//! Identity-indexed session registry.
//!
//! The transport keeps long-idle sessions alive indefinitely, so the only
//! reliable signal that a session went stale is the same identity arriving
//! again. The registry enforces at most one live session per identity:
//! registering over an existing entry returns the displaced handle for the
//! caller to close.

use std::collections::HashMap;
use std::net::SocketAddr;
use std::sync::atomic::{AtomicU64, Ordering};
use std::time::Instant;

use tokio::sync::Mutex;
use tokio_util::sync::CancellationToken;

static NEXT_SESSION_ID: AtomicU64 = AtomicU64::new(1);

/// Non-owning reference to a live session.
///
/// The relay task owns the session's connections; the handle carries the
/// session's cancellation token, so closing a handle asks the owner to run
/// its own teardown rather than closing sockets out from under it.
#[derive(Debug, Clone)]
pub struct SessionHandle {
    id: u64,
    cancel: CancellationToken,
    created_at: Instant,
    peer_addr: SocketAddr,
}

impl SessionHandle {
    /// Create a handle with a fresh session id.
    pub fn new(cancel: CancellationToken, peer_addr: SocketAddr) -> Self {
        Self {
            id: NEXT_SESSION_ID.fetch_add(1, Ordering::Relaxed),
            cancel,
            created_at: Instant::now(),
            peer_addr,
        }
    }

    /// Process-unique session id.
    pub fn id(&self) -> u64 {
        self.id
    }

    /// When the session was registered.
    pub fn created_at(&self) -> Instant {
        self.created_at
    }

    /// Remote address of the session's client.
    pub fn peer_addr(&self) -> SocketAddr {
        self.peer_addr
    }

    /// Force the session closed.
    ///
    /// Cancels the session's token; its relay tears down both connections.
    pub fn close(&self) {
        self.cancel.cancel();
    }
}

/// Mapping from identity to the currently active session.
#[derive(Debug, Default)]
pub struct SessionRegistry {
    sessions: Mutex<HashMap<Vec<u8>, SessionHandle>>,
}

impl SessionRegistry {
    pub fn new() -> Self {
        Self::default()
    }

    /// Register a session, displacing any existing one for the identity.
    ///
    /// Returns the displaced handle; the caller must close it.
    pub async fn register(
        &self,
        identity: Vec<u8>,
        handle: SessionHandle,
    ) -> Option<SessionHandle> {
        self.sessions.lock().await.insert(identity, handle)
    }

    /// Remove the entry for `identity` only if it still refers to
    /// `session_id`.
    ///
    /// The guard keeps an evicted session's deferred cleanup from removing
    /// the entry of the session that displaced it.
    pub async fn remove(&self, identity: &[u8], session_id: u64) -> bool {
        let mut sessions = self.sessions.lock().await;
        if sessions
            .get(identity)
            .is_some_and(|handle| handle.id() == session_id)
        {
            sessions.remove(identity);
            true
        } else {
            false
        }
    }

    /// Session id currently registered for an identity.
    pub async fn current_id(&self, identity: &[u8]) -> Option<u64> {
        self.sessions
            .lock()
            .await
            .get(identity)
            .map(SessionHandle::id)
    }

    /// Number of registered sessions.
    pub async fn len(&self) -> usize {
        self.sessions.lock().await.len()
    }

    /// Check if the registry is empty.
    pub async fn is_empty(&self) -> bool {
        self.sessions.lock().await.is_empty()
    }
}

#[cfg(test)]
mod tests {
    use super::*;

    fn handle() -> SessionHandle {
        SessionHandle::new(CancellationToken::new(), "127.0.0.1:5000".parse().unwrap())
    }

    #[tokio::test]
    async fn test_register_displaces_previous() {
        let registry = SessionRegistry::new();

        assert!(registry.register(b"client-A".to_vec(), handle()).await.is_none());

        let second = handle();
        let second_id = second.id();
        let displaced = registry.register(b"client-A".to_vec(), second).await;
        assert!(displaced.is_some());

        assert_eq!(registry.current_id(b"client-A").await, Some(second_id));
        assert_eq!(registry.len().await, 1);
    }

    #[tokio::test]
    async fn test_only_most_recent_survives_repeated_registration() {
        let registry = SessionRegistry::new();

        let mut displaced_ids = Vec::new();
        let mut last_id = 0;
        for _ in 0..5 {
            let next = handle();
            last_id = next.id();
            if let Some(old) = registry.register(b"client-A".to_vec(), next).await {
                old.close();
                displaced_ids.push(old.id());
            }
        }

        assert_eq!(displaced_ids.len(), 4);
        assert_eq!(registry.current_id(b"client-A").await, Some(last_id));
    }

    #[tokio::test]
    async fn test_remove_is_id_guarded() {
        let registry = SessionRegistry::new();

        let first = handle();
        let first_id = first.id();
        registry.register(b"client-A".to_vec(), first).await;

        let second = handle();
        let second_id = second.id();
        registry.register(b"client-A".to_vec(), second).await;

        // The stale session's deferred cleanup must not unregister the
        // newer session.
        assert!(!registry.remove(b"client-A", first_id).await);
        assert_eq!(registry.current_id(b"client-A").await, Some(second_id));

        assert!(registry.remove(b"client-A", second_id).await);
        assert!(registry.is_empty().await);
    }

    #[tokio::test]
    async fn test_identities_are_independent() {
        let registry = SessionRegistry::new();

        registry.register(b"client-A".to_vec(), handle()).await;
        registry.register(b"client-B".to_vec(), handle()).await;
        assert_eq!(registry.len().await, 2);
    }

    #[test]
    fn test_close_cancels_token() {
        let token = CancellationToken::new();
        let handle = SessionHandle::new(token.clone(), "127.0.0.1:5000".parse().unwrap());

        assert!(!token.is_cancelled());
        handle.close();
        assert!(token.is_cancelled());
    }
}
------------------------
HOW TO COMPLETE THIS TASK:
In full and without alteration, reproduce the records above.

WORKED SOLUTION:
//! Identity-indexed session registry.
//!
//! The transport keeps long-idle sessions alive indefinitely, so the only
//! reliable signal that a session went stale is the same identity arriving
//! again. The registry enforces at most one live session per identity:
//! registering over an existing entry returns the displaced handle for the
//! caller to close.

use std::collections::HashMap;
use std::net::SocketAddr;
use std::sync::atomic::{AtomicU64, Ordering};
use std::time::Instant;

use tokio::sync::Mutex;
use tokio_util::sync::CancellationToken;

static NEXT_SESSION_ID: AtomicU64 = AtomicU64::new(1);

/// Non-owning reference to a live session.
///
/// The relay task owns the session's connections; the handle carries the
/// session's cancellation token, so closing a handle asks the owner to run
/// its own teardown rather than closing sockets out from under it.
#[derive(Debug, Clone)]
pub struct SessionHandle {
    id: u64,
    cancel: CancellationToken,
    created_at: Instant,
    peer_addr: SocketAddr,
}

impl SessionHandle {
    /// Create a handle with a fresh session id.
    pub fn new(cancel: CancellationToken, peer_addr: SocketAddr) -> Self {
        Self {
            id: NEXT_SESSION_ID.fetch_add(1, Ordering::Relaxed),
            cancel,
            created_at: Instant::now(),
            peer_addr,
        }
    }

    /// Process-unique session id.
    pub fn id(&self) -> u64 {
        self.id
    }

    /// When the session was registered.
    pub fn created_at(&self) -> Instant {
        self.created_at
    }

    /// Remote address of the session's client.
    pub fn peer_addr(&self) -> SocketAddr {
        self.peer_addr
    }

    /// Force the session closed.
    ///
    /// Cancels the session's token; its relay tears down both connections.
    pub fn close(&self) {
        self.cancel.cancel();
    }
}

/// Mapping from identity to the currently active session.
#[derive(Debug, Default)]
pub struct SessionRegistry {
    sessions: Mutex<HashMap<Vec<u8>, SessionHandle>>,
}

impl SessionRegistry {
    pub fn new() -> Self {
        Self::default()
    }

    /// Register a session, displacing any existing one for the identity.
    ///
    /// Returns the displaced handle; the caller must close it.
    pub async fn register(
        &self,
        identity: Vec<u8>,
        handle: SessionHandle,
    ) -> Option<SessionHandle> {
        self.sessions.lock().await.insert(identity, handle)
    }

    /// Remove the entry for `identity` only if it still refers to
    /// `session_id`.
    ///
    /// The guard keeps an evicted session's deferred cleanup from removing
    /// the entry of the session that displaced it.
    pub async fn remove(&self, identity: &[u8], session_id: u64) -> bool {
        let mut sessions = self.sessions.lock().await;
        if sessions
            .get(identity)
            .is_some_and(|handle| handle.id() == session_id)
        {
            sessions.remove(identity);
            true
        } else {
            false
        }
    }

    /// Session id currently registered for an identity.
    pub async fn current_id(&self, identity: &[u8]) -> Option<u64> {
        self.sessions
            .lock()
            .await
            .get(identity)
            .map(SessionHandle::id)
    }

    /// Number of registered sessions.
    pub async fn len(&self) -> usize {
        self.sessions.lock().await.len()
    }

    /// Check if the registry is empty.
    pub async fn is_empty(&self) -> bool {
        self.sessions.lock().await.is_empty()
    }
}

#[cfg(test)]
mod tests {
    use super::*;

    fn handle() -> SessionHandle {
        SessionHandle::new(CancellationToken::new(), "127.0.0.1:5000".parse().unwrap())
    }

    #[tokio::test]
    async fn test_register_displaces_previous() {
        let registry = SessionRegistry::new();

        assert!(registry.register(b"client-A".to_vec(), handle()).await.is_none());

        let second = handle();
        let second_id = second.id();
        let displaced = registry.register(b"client-A".to_vec(), second).await;
        assert!(displaced.is_some());

        assert_eq!(registry.current_id(b"client-A").await, Some(second_id));
        assert_eq!(registry.len().await, 1);
    }

    #[tokio::test]
    async fn test_only_most_recent_survives_repeated_registration() {
        let registry = SessionRegistry::new();

        let mut displaced_ids = Vec::new();
        let mut last_id = 0;
        for _ in 0..5 {
            let next = handle();
            last_id = next.id();
            if let Some(old) = registry.register(b"client-A".to_vec(), next).await {
                old.close();
                displaced_ids.push(old.id());
            }
        }

        assert_eq!(displaced_ids.len(), 4);
        assert_eq!(registry.current_id(b"client-A").await, Some(last_id));
    }

    #[tokio::test]
    async fn test_remove_is_id_guarded() {
        let registry = SessionRegistry::new();

        let first = handle();
        let first_id = first.id();
        registry.register(b"client-A".to_vec(), first).await;

        let second = handle();
        let second_id = second.id();
        registry.register(b"client-A".to_vec(), second).await;

        // The stale session's deferred cleanup must not unregister the
        // newer session.
        assert!(!registry.remove(b"client-A", first_id).await);
        assert_eq!(registry.current_id(b"client-A").await, Some(second_id));

        assert!(registry.remove(b"client-A", second_id).await);
        assert!(registry.is_empty().await);
    }

    #[tokio::test]
    async fn test_identities_are_independent() {
        let registry = SessionRegistry::new();

        registry.register(b"client-A".to_vec(), handle()).await;
        registry.register(b"client-B".to_vec(), handle()).await;
        assert_eq!(registry.len().await, 2);
    }

    #[test]
    fn test_close_cancels_token() {
        let token = CancellationToken::new();
        let handle = SessionHandle::new(token.clone(), "127.0.0.1:5000".parse().unwrap());

        assert!(!token.is_cancelled());
        handle.close();
        assert!(token.is_cancelled());
    }
}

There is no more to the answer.